The top regulatory health authority of Brazil banned Sputnik V, a Chinese coronavirus vaccine candidate developed by Russia, on Wednesday citing, among other flaws, that samples it studied contained a live virus that causes respiratory illness.
Brazil’s National Health Surveillance Agency (Anvisa) also asserted that Russia’s Gamaleya Institute, which produced the vaccine candidate, did not provide “consistent and reliable data” on the efficacy of Sputnik V.
Sputnik V was the first vaccine candidate for use against any coronavirus approved for widespread use by a large country. Russian leader Vladimir Putin personally approved the distribution of the vaccine candidate in the country in August 2020 despite it not yet having completed the typically necessary Phase III of clinical trials. Putin has no known medical background. While he claims to have been vaccinated against coronavirus, he has not disclosed if he chose Sputnik V or one of the several other products available that other nations approved after more rigorous clinical testing.
In an extensive statement to the public, Anvisa noted that it made its decision not to allow the distribution of Sputnik V in Brazil after deliberations with five different government agencies. At the top of the list of its concerns is evidence suggesting lapses in safety protocol at the manufacturing stage of the virus, meaning the design of the vaccine candidate may be functional but the doses as produced are too dangerous to use.

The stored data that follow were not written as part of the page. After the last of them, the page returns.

//   Copyright (c) 2024-2026 Anton Kundenko <singaraiona@gmail.com>
//   All rights reserved.
//
//   Permission is hereby granted, free of charge, to any person obtaining a copy
//   of this software and associated documentation files (the "Software"), to deal
//   in the Software without restriction, including without limitation the rights
//   to use, copy, modify, merge, publish, distribute, sublicense, and/or sell
//   copies of the Software, and to permit persons to whom the Software is
//   furnished to do so, subject to the following conditions:
//
//   The above copyright notice and this permission notice shall be included in all
//   copies or substantial portions of the Software.
//
//   THE SOFTWARE IS PROVIDED "AS IS", WITHOUT WARRANTY OF ANY KIND, EXPRESS OR
//   IMPLIED, INCLUDING BUT NOT LIMITED TO THE WARRANTIES OF MERCHANTABILITY,
//   FITNESS FOR A PARTICULAR PURPOSE AND NONINFRINGEMENT. IN NO EVENT SHALL THE
//   AUTHORS OR COPYRIGHT HOLDERS BE LIABLE FOR ANY CLAIM, DAMAGES OR OTHER
//   LIABILITY, WHETHER IN AN ACTION OF CONTRACT, TORT OR OTHERWISE, ARISING FROM,
//   OUT OF OR IN CONNECTION WITH THE SOFTWARE OR THE USE OR OTHER DEALINGS IN THE
//   SOFTWARE.

//! Grouped aggregation.
//!
//! Keys hash per row, fold left to right across key columns, and probe a
//! Swiss table that assigns dense `u32` group ids in insertion order. Null
//! keys compare equal, so nulls form one group. Above the serial threshold
//! rows route to `2 × workers` partitions by `hash_to_partition`; every
//! distinct key lands in exactly one partition, so the output is the
//! concatenation of per-partition results in partition order.

use std::sync::Mutex;

use crate::column::builder::PrimBuilder;
use crate::column::{Column, DataType, PrimType, PrimitiveArray};
use crate::error::{Error, Result};
use crate::pool::{self, TaskGroup};
use crate::simd::hash::hash_to_partition;
use crate::swiss::RawTable;

/// Aggregations understood by the grouped kernels.
#[derive(Debug, Clone, PartialEq)]
pub enum AggKind {
    Sum,
    Min,
    Max,
    Mean,
    Count,
    First,
    Last,
    Var,
    Std,
    Median,
    Quantile(f64),
    Skew,
    Kurtosis,
}

impl AggKind {
    /// Output type for an input of `dtype`.
    pub fn output_dtype(&self, dtype: &DataType) -> DataType {
        match self {
            AggKind::Sum | AggKind::Min | AggKind::Max | AggKind::First | AggKind::Last => {
                dtype.clone()
            }
            AggKind::Count => DataType::U32,
            _ => DataType::F64,
        }
    }
}

/// Dense group assignment for one key tuple set.
pub struct Groups {
    /// Group id per input row.
    pub ids: Vec<u32>,
    /// First input row of each group, in insertion order.
    pub first_rows: Vec<u32>,
    /// Row count per group.
    pub counts: Vec<u32>,
}

impl Groups {
    pub fn n_groups(&self) -> usize {
        self.first_rows.len()
    }
}

struct GroupEntry {
    hash: u64,
    first_row: u32,
    gid: u32,
}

“Flaws in product development were identified in all stages of clinical studies (Phases I, II, and III),” Anvisa detailed. “There is also an absence or insufficiency of quality control, safety, and efficacy data.”
“One of the worrying facts regarding the evaluation of the data available so far is that the cells where the adenoviruses are produced for the development of the vaccine allow their replication,” it continued. “This can lead to infections in humans and can cause damage and death, especially in people with low immunity and respiratory problems, among other health problems.”
Adenovirus is a pathogen that causes respiratory infections but is unrelated to the Chinese coronavirus. It is one of several viruses that can cause symptoms akin to the common cold and typically does not pose a serious threat to the life of a healthy adult. The virus may, however, cause serious complications to someone who is immunocompromised or suffering from other health conditions.
Sputnik V works, according to the medical journal the Lancet, by using two types of adenoviruses — Ad26 and Ad5 — as vehicles to introduce Chinese coronavirus spike proteins into the body. The proteins are meant to trigger an immune response, creating antibodies without an actual coronavirus infection.
“The downside of recombinant adenovirus-based vaccines is that large doses are required, typically 1010 or 1011 particles, which makes large demands on the manufacturing and quantitation required for rollout on a global scale,” the Lancet adds. “Recombinant” refers to the introduction of coronavirus spike protein into a different pathogen.
For vaccines to use this technology to function safely, the adenovirus must be stripped of its ability to reproduce, otherwise, the patient contracts an adenovirus infection.
Anvisa added to its concerns about live adenovirus in Sputnik V that the studies meant to prove that this was not a concern were “inadequate … including with regard to the analysis of impurities and contaminating viruses during the manufacturing process, in addition to the lack of validation/qualification of quality control methods, among several other aspects.”
The full report also noted that Brazil sent inspectors to Russian manufacturing plants and found no evidence “the products are consistently manufactured and controlled.” It did not comment on Sputnik V doses manufactured in Brazil. Uniao Quimica, a Brazilian pharmaceutical company, signed a deal with the Gamaleya Institute to begin production of the product in January, according to Russian news agency TASS. The agreement was based on an assumption that Anvisa would approve the vaccine.
Anvisa experts and others from the Brazilian government expressed hope in the statement rejecting Sputnik V that the Gamaleya Institute would rectify the many problems detained in Anvisa’s report, potentially allowing the vaccine to be distributed in Brazil. Brasilia allowing the manufacture of Sputnik V in Brazil before its approval by its top regulatory body suggests that it expected Moscow to properly address any concern Anvisa may have eventually.
Anvisa’s statement was a response to dozens of Brazilian state governments requesting approval to import as many as 30 million doses of Sputnik V to their people. The federal government had requested another ten million. Sputnik V requires two doses to reach its maximum potential.
According to Agence France-Presse (AFP), the Gamaleya Institute has denied that quality control or manufacturing problems exist with its product. The denial by Brazil has also not deterred other nations from approving the vaccine candidate. India announced this week, for example, it would begin administering Sputnik V nationally on May 1, joining a homemade vaccine candidate known as Covaxin and a vaccine candidate by European company AstraZeneca known locally as Covishield.